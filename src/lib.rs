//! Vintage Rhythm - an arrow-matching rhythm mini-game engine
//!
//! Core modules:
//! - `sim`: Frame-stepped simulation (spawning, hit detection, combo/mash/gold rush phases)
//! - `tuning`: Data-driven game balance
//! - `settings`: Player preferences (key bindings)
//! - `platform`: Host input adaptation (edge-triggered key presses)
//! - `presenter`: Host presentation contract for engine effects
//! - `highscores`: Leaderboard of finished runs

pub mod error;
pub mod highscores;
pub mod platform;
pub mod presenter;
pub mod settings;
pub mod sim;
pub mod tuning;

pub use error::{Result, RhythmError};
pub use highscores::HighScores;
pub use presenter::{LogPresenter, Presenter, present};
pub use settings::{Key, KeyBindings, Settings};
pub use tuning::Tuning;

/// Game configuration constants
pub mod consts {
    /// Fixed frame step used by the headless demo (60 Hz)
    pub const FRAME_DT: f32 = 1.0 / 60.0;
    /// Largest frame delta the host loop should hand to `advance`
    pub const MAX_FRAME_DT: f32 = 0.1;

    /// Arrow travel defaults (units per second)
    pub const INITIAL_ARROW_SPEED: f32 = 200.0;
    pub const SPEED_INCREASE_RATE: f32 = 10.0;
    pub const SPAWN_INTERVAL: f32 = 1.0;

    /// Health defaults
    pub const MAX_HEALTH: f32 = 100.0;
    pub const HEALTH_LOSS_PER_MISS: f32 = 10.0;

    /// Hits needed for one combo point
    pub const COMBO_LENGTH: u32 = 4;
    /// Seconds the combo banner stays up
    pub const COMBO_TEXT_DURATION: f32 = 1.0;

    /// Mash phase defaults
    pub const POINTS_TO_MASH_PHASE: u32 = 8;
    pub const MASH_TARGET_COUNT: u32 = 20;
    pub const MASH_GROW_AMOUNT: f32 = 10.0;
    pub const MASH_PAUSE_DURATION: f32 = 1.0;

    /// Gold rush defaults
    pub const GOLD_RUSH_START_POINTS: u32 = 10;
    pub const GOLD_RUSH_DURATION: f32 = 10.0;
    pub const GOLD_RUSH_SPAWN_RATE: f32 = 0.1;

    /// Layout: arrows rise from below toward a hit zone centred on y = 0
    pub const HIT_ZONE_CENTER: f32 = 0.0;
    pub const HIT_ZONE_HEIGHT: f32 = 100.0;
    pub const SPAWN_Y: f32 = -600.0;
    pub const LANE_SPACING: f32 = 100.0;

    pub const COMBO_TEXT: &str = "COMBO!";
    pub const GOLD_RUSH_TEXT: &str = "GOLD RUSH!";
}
+++++
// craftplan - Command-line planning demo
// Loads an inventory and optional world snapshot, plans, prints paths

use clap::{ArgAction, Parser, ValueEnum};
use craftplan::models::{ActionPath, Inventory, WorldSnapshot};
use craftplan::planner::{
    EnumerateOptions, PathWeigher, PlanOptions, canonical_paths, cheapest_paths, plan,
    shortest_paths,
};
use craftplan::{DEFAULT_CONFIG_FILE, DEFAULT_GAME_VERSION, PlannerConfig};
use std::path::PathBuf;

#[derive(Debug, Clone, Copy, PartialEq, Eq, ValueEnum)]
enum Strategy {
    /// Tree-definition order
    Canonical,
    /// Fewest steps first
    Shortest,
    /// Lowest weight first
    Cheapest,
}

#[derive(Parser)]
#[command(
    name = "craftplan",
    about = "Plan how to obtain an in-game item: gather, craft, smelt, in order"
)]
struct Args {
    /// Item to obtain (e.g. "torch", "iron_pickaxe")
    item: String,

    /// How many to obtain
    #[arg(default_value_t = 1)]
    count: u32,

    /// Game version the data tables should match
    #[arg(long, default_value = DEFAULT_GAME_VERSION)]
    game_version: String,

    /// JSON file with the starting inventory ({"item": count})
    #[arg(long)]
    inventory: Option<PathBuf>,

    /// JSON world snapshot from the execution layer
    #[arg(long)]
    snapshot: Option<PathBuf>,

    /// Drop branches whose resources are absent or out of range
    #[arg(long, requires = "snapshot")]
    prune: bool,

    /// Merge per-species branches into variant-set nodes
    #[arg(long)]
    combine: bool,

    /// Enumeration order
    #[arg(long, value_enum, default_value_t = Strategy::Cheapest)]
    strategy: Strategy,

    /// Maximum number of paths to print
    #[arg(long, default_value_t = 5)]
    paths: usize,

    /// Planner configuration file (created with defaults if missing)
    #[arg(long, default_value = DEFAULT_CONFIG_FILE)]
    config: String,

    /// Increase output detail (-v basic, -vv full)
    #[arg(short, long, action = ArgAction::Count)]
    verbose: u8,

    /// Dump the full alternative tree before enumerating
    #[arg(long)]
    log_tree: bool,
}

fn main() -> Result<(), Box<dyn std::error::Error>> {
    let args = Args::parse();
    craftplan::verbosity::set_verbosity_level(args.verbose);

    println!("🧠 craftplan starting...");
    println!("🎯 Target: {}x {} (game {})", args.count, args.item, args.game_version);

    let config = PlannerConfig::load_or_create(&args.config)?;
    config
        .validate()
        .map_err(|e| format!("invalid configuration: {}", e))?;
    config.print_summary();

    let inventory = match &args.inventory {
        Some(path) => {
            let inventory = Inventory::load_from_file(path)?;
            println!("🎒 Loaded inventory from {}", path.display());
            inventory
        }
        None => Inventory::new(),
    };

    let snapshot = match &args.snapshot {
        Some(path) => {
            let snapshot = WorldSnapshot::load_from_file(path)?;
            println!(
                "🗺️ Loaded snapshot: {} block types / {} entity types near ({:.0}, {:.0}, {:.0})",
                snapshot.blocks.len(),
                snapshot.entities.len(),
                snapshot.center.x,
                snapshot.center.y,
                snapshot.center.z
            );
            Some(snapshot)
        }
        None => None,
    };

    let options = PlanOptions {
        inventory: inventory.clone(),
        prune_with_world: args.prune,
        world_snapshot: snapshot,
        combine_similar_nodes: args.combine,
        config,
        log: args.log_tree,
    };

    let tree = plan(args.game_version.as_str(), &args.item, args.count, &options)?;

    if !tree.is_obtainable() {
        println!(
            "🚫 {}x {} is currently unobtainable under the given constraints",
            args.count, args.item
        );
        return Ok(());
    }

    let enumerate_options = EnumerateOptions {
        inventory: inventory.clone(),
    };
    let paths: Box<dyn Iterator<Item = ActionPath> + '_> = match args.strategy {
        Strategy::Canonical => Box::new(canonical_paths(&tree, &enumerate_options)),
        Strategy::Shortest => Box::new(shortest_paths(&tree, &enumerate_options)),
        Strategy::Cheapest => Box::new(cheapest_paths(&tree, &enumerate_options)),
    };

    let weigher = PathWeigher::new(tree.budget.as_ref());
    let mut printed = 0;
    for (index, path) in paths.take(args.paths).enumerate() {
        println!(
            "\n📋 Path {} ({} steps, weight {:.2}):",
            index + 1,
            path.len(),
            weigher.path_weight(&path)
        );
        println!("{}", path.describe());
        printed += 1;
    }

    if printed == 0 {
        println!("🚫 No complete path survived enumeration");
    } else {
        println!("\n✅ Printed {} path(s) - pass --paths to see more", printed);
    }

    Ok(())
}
+++++
In the listing above, find the line containing "combo/mash/gold rush phases)" and the line containing "pub mod sim;", then quote both, plus every line between them, exactly as written.

## ANSWER SECTION
//! - `sim`: Frame-stepped simulation (spawning, hit detection, combo/mash/gold rush phases)
//! - `tuning`: Data-driven game balance
//! - `settings`: Player preferences (key bindings)
//! - `platform`: Host input adaptation (edge-triggered key presses)
//! - `presenter`: Host presentation contract for engine effects
//! - `highscores`: Leaderboard of finished runs

pub mod error;
pub mod highscores;
pub mod platform;
pub mod presenter;
pub mod settings;
pub mod sim;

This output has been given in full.